Contact between the Old World and the New was a disaster for the latter. Conquest, mass killing, and enslavement were part of the story, but even more important was the introduction of a whole slew of epidemic diseases – measles, tetanus, typhus, typhoid, diphtheria, influenza, pneumonia, whooping cough, dysentery, and smallpox. In the century and a half after Columbus, the Americas probably lost more than 90% of their native population
The flow of diseases wasn’t entirely one way. In Europe, syphilis is first recorded in Naples, in 1495. It almost certainly came from the Americas, brought back with Columbus’s crew. Columbus himself may have been an early victim. In the Americas, syphilis may have been spread largely through skin contact, but the Old World version was mostly sexually transmitted. The disease initially showed itself in spectacular, gruesome boils and skin lesions, and killed quickly, but eventually evolved to a more slowly progressing version that left victims alive for decades while gradually destroying their circulatory and nervous systems, often ending in insanity.
Above: Names for syphilis
Deborah Hayden’s book Pox: Genius, Madness, and the Mysteries of Syphilis is a popular overview of the subject.
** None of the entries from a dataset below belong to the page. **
//! LDAP Client implementation
//!
//! Every operation opens its own connection, performs a simple bind and
//! unbinds again. Supports LDAP, LDAPS (SSL) and STARTTLS connections.

use crate::ldap::types::LdapConfig;
use async_trait::async_trait;
use ldap3::{Ldap, LdapConnAsync, LdapConnSettings};
use metrics::histogram;
use simple_core::types::{DirectoryBindResult, DistinguishedName};
use simple_core::{Error, Result};
use std::time::Instant;
use tracing::{debug, warn};

/// Metric recording how long a bind round trip took
pub const BIND_DURATION_SECONDS: &str = "simple_directory_bind_duration_seconds";

// LDAP result codes
const RC_SUCCESS: u32 = 0;
const RC_BUSY: u32 = 51;
const RC_UNAVAILABLE: u32 = 52;

/// Directory the gate delegates password checks to
///
/// `Ok` means the directory answered; `success` tells whether it accepted
/// the DN/password pair. `Err(Error::DirectoryUnavailable)` means it could
/// not be asked.
#[async_trait]
pub trait DirectoryClient: Send + Sync {
    async fn bind(&self, dn: &DistinguishedName, password: &str) -> Result<DirectoryBindResult>;
}

/// LDAP client performing simple binds over `ldap3`
pub struct LdapClient {
    config: LdapConfig,
}

impl LdapClient {
    pub fn new(config: LdapConfig) -> Self {
        Self { config }
    }

    pub fn config(&self) -> &LdapConfig {
        &self.config
    }

    /// Bind as the manager DN (anonymously if none is configured) to check
    /// that the directory is reachable and the manager credentials work.
    pub async fn check_connection(&self) -> Result<()> {
        let dn = self.config.manager_dn.as_deref().unwrap_or("");
        let password = self.config.manager_password.as_deref().unwrap_or("");

        let result = self.timed_bind(dn, password).await?;
        if !result.success {
            return Err(Error::BindRejected(format!(
                "Manager bind failed with code: {}",
                result.result_code
            )));
        }

        Ok(())
    }

    /// Create LDAP connection with proper TLS settings
    async fn create_connection(&self) -> Result<Ldap> {
        let settings = LdapConnSettings::new()
            .set_conn_timeout(self.config.timeout())
            .set_starttls(self.config.start_tls)
            .set_no_tls_verify(self.config.skip_tls_verify);

        debug!("Connecting to LDAP server: {}", self.config.url);

        let (conn, ldap) = LdapConnAsync::with_settings(settings, &self.config.url)
            .await
            .map_err(|e| {
                Error::DirectoryUnavailable(format!("Failed to connect to LDAP server: {}", e))
            })?;

        // The driver task ends once every `Ldap` handle is dropped
        tokio::spawn(async move {
            if let Err(e) = conn.drive().await {
                warn!("LDAP connection error: {}", e);
            }
        });

        Ok(ldap)
    }

    async fn timed_bind(&self, dn: &str, password: &str) -> Result<DirectoryBindResult> {
        let started = Instant::now();

        let result = match tokio::time::timeout(self.config.timeout(), self.simple_bind(dn, password))
            .await
        {
            Ok(result) => result,
            Err(_) => Err(Error::DirectoryUnavailable(format!(
                "Bind timed out after {}s",
                self.config.timeout_seconds
            ))),
        };

        let outcome = match &result {
            Ok(r) if r.success => "bound",
            Ok(_) => "rejected",
            Err(_) => "unavailable",
        };
        histogram!(BIND_DURATION_SECONDS, "outcome" => outcome)
            .record(started.elapsed().as_secs_f64());

        result
    }

    async fn simple_bind(&self, dn: &str, password: &str) -> Result<DirectoryBindResult> {
        let mut ldap = self.create_connection().await?;

        let bind = ldap.simple_bind(dn, password).await;

        // Release the connection whatever the bind said
        if let Err(e) = ldap.unbind().await {
            debug!("LDAP unbind failed: {}", e);
        }

        let result = bind.map_err(|e| Error::DirectoryUnavailable(format!("Bind failed: {}", e)))?;

        match result.rc {
            RC_SUCCESS => Ok(DirectoryBindResult::bound(&DistinguishedName::new(dn))),
            RC_BUSY | RC_UNAVAILABLE => Err(Error::DirectoryUnavailable(format!(
                "Directory refused service with code: {}",
                result.rc
            ))),
            rc => {
                debug!(dn = %dn, rc = rc, text = %result.text, "Bind rejected");
                Ok(DirectoryBindResult::rejected(rc))
            }
        }
    }
}

#[async_trait]
impl DirectoryClient for LdapClient {
    async fn bind(&self, dn: &DistinguishedName, password: &str) -> Result<DirectoryBindResult> {
        self.timed_bind(dn.as_str(), password).await
    }
}

#[cfg(test)]
mod tests {
    use super::*;

    fn config_for(url: &str) -> LdapConfig {
        LdapConfig {
            url: url.to_string(),
            base_dn: "dc=mycompany,dc=com".to_string(),
            manager_dn: Some("cn=admin,dc=mycompany,dc=com".to_string()),
            manager_password: Some("admin".to_string()),
            user_dn_pattern: "uid={0}".to_string(),
            start_tls: false,
            skip_tls_verify: false,
            timeout_seconds: 2,
        }
    }

    #[tokio::test]
    async fn test_unreachable_directory_is_unavailable() {
        // Nothing listens on port 1
        let client = LdapClient::new(config_for("ldap://127.0.0.1:1"));
        let dn = DistinguishedName::new("uid=bgates,dc=mycompany,dc=com");

        let result = client.bind(&dn, "123").await;
        assert!(matches!(result, Err(Error::DirectoryUnavailable(_))));
    }

    #[tokio::test]
    async fn test_check_connection_reports_unreachable() {
        let client = LdapClient::new(config_for("ldap://127.0.0.1:1"));
        assert!(matches!(
            client.check_connection().await,
            Err(Error::DirectoryUnavailable(_))
        ));
    }

    /// Needs a directory seeded with `bgates`/`123`, e.g. osixia/openldap
    /// loaded with the mycompany.com entries.
    #[tokio::test]
    #[ignore]
    async fn test_live_directory_bind() {
        let url = std::env::var("SIMPLE_SERVICE_TEST_LDAP_URL")
            .unwrap_or_else(|_| "ldap://localhost:389".to_string());
        let pattern = std::env::var("SIMPLE_SERVICE_TEST_LDAP_USER_DN_PATTERN")
            .unwrap_or_else(|_| "uid={0},ou=users".to_string());

        let mut config = config_for(&url);
        config.user_dn_pattern = pattern;
        let resolver = config.dn_resolver().unwrap();
        let client = LdapClient::new(config);

        client.check_connection().await.unwrap();

        let bound = client.bind(&resolver.resolve("bgates"), "123").await.unwrap();
        assert!(bound.success);

        let rejected = client
            .bind(&resolver.resolve("bgates"), "invalid_password")
            .await
            .unwrap();
        assert!(!rejected.success);
    }
}
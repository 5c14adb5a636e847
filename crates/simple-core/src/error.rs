//! Error types for Simple Service

use thiserror::Error;

pub type Result<T> = std::result::Result<T, Error>;

#[derive(Error, Debug)]
pub enum Error {
    // Startup Errors
    #[error("Configuration error: {0}")]
    Configuration(String),

    // Authentication Errors
    #[error("Malformed credentials: {0}")]
    CredentialsMalformed(String),

    #[error("Directory unavailable: {0}")]
    DirectoryUnavailable(String),

    #[error("Bind rejected: {0}")]
    BindRejected(String),

    #[error(transparent)]
    Io(#[from] std::io::Error),

    #[error(transparent)]
    Other(#[from] anyhow::Error),
}

impl Error {
    pub fn code(&self) -> &'static str {
        match self {
            Error::Configuration(_) => "ConfigurationError",
            Error::CredentialsMalformed(_) => "CredentialsMalformed",
            Error::DirectoryUnavailable(_) => "DirectoryUnavailable",
            Error::BindRejected(_) => "BindRejected",
            Error::Io(_) => "InternalError",
            Error::Other(_) => "InternalError",
        }
    }

    pub fn http_status(&self) -> u16 {
        match self {
            // Every failure on the authentication path is reported the same way
            Error::CredentialsMalformed(_)
            | Error::DirectoryUnavailable(_)
            | Error::BindRejected(_) => 401,

            _ => 500,
        }
    }
}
Part of the book is given over to identifying likely cases in the nineteenth and twentieth centuries. Of course retrospective diagnosis is difficult, a matter of probabilities, not certainties, but Hayden argues that there is good evidence for syphilis for each of the following:
- Ludwig van Beethoven
- Franz Schubert
- Jane Austen*
- Robert Schumann
- Charles Baudelaire
- Mary Todd and Abraham Lincoln
- Gustave Flaubert
- Guy de Maupassant
- Vincent van Gogh
- Friedrich Nietzsche
- Oscar Wilde
- Karen Blixen (Isak Dinesen)
- James Joyce
- Adolf Hitler **
Was syphilis as important for European art and literature as drugs were for rock music?
* Just kidding
** Hitler reportedly tested negative for syphilis on the Wassermann test, but Hayden notes that the test isn’t very reliable for the later stages of the disease.